• Problem details:
The word "padding" may appear in lines of the data below. Say how many lines hold it, giving only the number.

Stored data entries:

++++++

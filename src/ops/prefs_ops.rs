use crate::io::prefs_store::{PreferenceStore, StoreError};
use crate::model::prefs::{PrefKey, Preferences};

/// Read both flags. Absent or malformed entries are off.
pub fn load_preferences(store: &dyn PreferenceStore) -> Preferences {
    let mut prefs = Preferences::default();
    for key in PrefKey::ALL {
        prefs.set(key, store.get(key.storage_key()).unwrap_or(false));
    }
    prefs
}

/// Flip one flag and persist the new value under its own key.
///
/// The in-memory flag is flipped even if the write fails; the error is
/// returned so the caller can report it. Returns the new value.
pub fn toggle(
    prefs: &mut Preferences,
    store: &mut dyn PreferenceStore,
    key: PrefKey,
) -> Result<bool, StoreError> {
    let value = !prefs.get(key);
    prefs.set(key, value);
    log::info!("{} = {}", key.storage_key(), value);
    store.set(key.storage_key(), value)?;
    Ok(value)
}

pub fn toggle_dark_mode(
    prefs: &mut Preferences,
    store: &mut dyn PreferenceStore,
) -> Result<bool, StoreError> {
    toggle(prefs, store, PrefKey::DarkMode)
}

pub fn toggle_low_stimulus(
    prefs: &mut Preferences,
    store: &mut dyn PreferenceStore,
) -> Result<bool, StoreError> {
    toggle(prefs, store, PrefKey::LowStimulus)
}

++++++

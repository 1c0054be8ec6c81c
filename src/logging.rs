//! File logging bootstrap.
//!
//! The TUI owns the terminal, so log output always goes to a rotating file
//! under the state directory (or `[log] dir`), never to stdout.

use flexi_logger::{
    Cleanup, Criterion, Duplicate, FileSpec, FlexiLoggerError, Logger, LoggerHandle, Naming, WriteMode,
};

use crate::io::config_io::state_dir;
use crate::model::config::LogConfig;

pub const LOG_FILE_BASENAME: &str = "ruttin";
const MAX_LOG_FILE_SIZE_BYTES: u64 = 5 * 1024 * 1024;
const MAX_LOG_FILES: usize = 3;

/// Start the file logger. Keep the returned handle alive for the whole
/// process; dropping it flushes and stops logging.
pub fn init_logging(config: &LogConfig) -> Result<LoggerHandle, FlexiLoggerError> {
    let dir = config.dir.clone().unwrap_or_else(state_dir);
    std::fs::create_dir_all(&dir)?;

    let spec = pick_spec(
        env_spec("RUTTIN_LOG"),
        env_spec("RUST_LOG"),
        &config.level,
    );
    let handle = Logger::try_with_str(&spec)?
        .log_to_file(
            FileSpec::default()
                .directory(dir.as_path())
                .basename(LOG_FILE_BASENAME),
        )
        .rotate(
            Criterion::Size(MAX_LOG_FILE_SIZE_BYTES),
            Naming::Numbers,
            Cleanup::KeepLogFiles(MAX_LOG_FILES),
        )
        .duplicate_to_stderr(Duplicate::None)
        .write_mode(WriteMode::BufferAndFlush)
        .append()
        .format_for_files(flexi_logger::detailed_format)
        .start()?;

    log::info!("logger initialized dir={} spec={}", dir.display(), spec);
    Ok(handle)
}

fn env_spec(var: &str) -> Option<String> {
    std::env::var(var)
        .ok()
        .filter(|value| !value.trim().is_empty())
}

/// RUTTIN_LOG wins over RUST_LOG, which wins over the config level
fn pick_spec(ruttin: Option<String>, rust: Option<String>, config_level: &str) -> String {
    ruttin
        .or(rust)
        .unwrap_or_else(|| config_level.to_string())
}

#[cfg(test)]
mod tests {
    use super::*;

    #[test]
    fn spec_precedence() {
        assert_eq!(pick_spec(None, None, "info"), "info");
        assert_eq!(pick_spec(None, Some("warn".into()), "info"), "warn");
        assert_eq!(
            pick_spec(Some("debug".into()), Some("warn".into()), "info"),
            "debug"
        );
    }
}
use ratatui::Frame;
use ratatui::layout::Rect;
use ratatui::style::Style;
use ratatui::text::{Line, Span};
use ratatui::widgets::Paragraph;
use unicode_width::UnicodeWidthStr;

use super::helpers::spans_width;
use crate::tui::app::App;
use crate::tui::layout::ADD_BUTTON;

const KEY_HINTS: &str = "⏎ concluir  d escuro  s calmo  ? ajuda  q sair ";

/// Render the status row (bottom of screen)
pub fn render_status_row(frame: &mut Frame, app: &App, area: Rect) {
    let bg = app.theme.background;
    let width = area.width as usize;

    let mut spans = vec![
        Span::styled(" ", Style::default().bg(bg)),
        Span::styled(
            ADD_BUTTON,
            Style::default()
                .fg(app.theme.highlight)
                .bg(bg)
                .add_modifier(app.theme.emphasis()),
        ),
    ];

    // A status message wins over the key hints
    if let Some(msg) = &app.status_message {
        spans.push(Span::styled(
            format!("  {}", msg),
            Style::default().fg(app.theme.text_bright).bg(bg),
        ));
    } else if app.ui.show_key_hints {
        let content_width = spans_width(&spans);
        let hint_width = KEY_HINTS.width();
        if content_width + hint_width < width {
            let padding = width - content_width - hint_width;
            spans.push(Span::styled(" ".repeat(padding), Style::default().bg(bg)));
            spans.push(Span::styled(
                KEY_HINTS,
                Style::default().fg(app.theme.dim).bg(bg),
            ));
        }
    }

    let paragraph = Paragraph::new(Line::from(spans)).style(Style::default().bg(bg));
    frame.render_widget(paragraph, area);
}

++++++

• Solution for this exercise:
2